Saved data entries
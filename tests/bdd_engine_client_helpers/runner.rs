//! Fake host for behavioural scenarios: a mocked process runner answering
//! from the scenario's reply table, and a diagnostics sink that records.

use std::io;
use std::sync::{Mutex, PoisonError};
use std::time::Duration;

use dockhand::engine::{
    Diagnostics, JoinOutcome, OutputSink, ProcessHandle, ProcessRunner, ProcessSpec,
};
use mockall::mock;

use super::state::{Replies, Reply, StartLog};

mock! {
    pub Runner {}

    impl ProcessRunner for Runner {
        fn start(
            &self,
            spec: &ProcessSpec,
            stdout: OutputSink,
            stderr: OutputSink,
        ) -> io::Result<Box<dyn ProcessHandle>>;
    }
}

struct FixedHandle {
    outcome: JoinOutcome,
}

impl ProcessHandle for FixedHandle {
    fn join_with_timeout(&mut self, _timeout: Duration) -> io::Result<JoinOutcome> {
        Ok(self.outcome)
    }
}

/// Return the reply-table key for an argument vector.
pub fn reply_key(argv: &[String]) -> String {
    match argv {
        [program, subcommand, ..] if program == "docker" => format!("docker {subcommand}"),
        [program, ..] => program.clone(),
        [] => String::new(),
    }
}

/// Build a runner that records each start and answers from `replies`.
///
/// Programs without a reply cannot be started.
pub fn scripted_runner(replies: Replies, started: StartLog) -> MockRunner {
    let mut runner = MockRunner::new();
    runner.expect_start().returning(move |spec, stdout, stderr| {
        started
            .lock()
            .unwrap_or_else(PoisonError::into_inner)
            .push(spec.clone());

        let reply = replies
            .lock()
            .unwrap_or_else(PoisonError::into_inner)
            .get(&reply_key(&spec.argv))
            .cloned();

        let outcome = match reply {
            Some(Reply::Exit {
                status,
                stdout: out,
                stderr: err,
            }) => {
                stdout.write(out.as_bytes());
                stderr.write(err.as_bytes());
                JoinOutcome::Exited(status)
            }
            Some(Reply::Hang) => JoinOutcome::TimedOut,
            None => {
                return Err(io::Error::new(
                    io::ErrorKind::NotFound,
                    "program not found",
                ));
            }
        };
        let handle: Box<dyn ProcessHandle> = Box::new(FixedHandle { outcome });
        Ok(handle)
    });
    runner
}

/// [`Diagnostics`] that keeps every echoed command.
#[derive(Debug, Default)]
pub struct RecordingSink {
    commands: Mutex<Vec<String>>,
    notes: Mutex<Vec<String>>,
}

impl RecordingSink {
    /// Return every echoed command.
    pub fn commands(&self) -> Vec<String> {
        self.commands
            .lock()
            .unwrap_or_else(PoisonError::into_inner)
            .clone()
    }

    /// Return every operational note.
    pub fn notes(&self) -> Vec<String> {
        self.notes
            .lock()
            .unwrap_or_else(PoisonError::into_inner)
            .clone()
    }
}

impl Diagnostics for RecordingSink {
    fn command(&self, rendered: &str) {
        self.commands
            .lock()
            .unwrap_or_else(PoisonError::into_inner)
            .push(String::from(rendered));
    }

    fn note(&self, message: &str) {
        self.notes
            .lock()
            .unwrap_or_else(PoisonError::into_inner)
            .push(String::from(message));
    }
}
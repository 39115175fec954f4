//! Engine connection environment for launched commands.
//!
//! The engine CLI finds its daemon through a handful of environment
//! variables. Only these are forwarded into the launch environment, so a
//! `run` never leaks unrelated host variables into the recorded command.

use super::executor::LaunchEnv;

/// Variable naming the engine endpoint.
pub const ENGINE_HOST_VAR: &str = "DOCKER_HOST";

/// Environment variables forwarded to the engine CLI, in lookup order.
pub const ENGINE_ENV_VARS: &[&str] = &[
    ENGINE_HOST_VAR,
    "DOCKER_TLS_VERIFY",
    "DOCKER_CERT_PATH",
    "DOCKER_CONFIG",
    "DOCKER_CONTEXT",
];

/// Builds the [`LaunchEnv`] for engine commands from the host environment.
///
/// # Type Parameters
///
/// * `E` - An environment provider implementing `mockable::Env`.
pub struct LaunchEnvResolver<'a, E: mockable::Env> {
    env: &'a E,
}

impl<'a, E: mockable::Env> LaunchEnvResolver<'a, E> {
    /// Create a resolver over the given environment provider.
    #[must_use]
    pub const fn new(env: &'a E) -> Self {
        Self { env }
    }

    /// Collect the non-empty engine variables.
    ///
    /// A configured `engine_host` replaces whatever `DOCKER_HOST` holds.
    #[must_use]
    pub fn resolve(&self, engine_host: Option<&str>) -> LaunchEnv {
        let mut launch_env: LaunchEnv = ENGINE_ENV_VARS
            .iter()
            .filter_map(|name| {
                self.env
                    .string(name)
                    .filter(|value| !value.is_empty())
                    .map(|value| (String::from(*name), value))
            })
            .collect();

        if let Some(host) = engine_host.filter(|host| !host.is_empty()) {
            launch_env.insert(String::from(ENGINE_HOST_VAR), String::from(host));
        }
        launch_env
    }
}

*WHAT YOU ARE ASKED TO DO*
Whenever the string "forwarded" shows up in a line above, copy that line.

*TASK ANSWER*
//! variables. Only these are forwarded into the launch environment, so a
/// Environment variables forwarded to the engine CLI, in lookup order.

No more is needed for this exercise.